[What needs to be done] Every line of the records below that holds the word "LeftBrace" belongs in the answer.

┌──

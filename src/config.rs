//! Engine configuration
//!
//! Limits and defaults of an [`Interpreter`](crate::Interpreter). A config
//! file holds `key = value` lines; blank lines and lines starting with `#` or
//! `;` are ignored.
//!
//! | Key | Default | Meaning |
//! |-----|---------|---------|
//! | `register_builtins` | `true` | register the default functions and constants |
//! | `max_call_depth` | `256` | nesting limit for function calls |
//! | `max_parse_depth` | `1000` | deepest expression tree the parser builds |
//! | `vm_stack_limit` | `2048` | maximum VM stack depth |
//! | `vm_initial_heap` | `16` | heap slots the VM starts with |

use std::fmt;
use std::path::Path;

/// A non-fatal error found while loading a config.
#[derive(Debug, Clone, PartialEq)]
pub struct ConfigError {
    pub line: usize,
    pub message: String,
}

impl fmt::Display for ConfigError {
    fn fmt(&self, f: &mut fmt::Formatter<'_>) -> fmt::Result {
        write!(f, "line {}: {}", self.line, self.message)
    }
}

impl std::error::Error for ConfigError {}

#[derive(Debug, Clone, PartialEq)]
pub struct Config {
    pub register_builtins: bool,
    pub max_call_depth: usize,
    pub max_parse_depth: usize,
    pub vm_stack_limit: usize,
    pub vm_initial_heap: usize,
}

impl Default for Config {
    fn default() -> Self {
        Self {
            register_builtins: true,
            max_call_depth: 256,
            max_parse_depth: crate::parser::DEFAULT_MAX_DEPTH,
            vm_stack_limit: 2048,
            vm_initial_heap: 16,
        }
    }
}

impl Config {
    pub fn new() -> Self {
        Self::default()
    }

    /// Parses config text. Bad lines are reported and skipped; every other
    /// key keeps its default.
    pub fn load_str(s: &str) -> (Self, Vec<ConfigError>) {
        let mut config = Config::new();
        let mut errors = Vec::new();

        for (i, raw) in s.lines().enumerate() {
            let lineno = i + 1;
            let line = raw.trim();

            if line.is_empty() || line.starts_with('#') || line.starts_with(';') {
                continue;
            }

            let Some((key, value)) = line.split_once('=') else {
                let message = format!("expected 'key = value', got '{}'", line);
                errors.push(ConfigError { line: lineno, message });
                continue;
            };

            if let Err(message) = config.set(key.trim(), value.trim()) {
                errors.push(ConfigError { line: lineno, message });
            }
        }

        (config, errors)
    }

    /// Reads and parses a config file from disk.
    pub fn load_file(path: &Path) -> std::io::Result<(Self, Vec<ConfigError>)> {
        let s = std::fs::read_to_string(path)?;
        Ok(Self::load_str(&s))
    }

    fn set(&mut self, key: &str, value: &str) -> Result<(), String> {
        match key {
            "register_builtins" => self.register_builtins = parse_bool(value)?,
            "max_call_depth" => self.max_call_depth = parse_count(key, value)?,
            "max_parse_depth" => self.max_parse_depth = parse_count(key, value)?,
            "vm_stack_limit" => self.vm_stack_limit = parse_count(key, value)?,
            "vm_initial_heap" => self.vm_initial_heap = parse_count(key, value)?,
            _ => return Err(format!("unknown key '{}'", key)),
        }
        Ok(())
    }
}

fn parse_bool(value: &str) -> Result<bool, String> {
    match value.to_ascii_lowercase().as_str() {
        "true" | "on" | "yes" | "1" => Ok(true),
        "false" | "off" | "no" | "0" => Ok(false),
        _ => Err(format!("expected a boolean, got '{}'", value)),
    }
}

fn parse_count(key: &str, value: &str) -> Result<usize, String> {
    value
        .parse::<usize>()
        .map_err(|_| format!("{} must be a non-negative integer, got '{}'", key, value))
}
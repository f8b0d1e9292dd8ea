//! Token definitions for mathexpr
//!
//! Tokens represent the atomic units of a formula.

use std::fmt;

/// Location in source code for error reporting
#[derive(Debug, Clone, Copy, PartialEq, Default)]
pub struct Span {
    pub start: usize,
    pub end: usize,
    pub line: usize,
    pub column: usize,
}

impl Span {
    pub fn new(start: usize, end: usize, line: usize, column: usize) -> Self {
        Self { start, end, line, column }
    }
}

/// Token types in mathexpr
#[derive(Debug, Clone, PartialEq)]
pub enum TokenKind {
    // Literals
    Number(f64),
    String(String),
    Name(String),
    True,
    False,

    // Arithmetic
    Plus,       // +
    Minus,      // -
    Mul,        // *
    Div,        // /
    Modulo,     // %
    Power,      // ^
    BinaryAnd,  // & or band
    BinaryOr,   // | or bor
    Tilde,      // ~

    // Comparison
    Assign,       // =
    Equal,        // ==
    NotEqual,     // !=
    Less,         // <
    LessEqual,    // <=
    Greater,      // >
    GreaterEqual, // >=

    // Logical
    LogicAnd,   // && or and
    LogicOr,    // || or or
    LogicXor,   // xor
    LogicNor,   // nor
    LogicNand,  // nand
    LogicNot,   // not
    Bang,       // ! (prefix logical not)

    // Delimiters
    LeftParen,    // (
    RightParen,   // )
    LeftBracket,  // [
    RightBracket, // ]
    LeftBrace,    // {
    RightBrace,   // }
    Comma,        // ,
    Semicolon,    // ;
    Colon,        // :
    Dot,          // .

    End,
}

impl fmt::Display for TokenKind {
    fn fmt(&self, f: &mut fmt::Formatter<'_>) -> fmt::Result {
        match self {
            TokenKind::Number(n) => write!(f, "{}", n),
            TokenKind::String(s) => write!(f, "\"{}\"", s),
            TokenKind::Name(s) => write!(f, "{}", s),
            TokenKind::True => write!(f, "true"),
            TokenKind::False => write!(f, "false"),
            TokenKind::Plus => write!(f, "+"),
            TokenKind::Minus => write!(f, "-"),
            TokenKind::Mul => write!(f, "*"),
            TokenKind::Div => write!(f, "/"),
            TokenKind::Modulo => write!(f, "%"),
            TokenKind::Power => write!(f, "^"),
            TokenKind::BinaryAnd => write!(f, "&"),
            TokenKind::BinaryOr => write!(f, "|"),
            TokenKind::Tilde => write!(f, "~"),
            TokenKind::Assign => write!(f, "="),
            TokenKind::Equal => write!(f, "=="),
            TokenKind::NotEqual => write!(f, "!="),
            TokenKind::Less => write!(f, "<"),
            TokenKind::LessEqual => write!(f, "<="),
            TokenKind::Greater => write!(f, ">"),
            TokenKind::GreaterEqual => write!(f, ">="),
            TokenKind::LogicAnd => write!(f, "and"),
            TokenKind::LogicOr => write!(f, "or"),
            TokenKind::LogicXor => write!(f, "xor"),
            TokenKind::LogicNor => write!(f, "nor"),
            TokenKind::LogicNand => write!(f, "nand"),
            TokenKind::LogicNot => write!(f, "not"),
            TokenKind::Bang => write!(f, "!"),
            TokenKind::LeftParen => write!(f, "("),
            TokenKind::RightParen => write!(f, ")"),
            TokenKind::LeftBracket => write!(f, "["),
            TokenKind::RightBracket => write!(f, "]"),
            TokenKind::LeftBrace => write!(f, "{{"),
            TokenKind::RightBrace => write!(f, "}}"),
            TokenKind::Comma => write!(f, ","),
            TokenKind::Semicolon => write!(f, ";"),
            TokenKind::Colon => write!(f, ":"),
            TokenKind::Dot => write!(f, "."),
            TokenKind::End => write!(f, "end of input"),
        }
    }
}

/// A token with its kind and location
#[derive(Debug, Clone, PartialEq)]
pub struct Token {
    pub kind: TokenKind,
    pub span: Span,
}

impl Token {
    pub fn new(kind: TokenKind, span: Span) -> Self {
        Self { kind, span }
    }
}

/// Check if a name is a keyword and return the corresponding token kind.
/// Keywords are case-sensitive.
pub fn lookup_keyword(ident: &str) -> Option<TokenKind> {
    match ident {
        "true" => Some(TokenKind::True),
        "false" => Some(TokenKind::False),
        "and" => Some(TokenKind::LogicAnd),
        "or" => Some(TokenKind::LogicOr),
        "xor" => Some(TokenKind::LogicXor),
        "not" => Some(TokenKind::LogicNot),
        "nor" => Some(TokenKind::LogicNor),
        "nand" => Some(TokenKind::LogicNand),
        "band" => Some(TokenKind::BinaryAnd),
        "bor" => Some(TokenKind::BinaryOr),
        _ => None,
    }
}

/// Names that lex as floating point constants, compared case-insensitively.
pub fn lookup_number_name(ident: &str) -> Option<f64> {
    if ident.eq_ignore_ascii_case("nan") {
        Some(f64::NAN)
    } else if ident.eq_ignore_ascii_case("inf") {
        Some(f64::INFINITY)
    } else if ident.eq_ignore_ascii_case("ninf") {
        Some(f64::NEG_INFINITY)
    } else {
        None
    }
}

└──

[Reply to the task]
    LeftBrace,    // {
            TokenKind::LeftBrace => write!(f, "{{"),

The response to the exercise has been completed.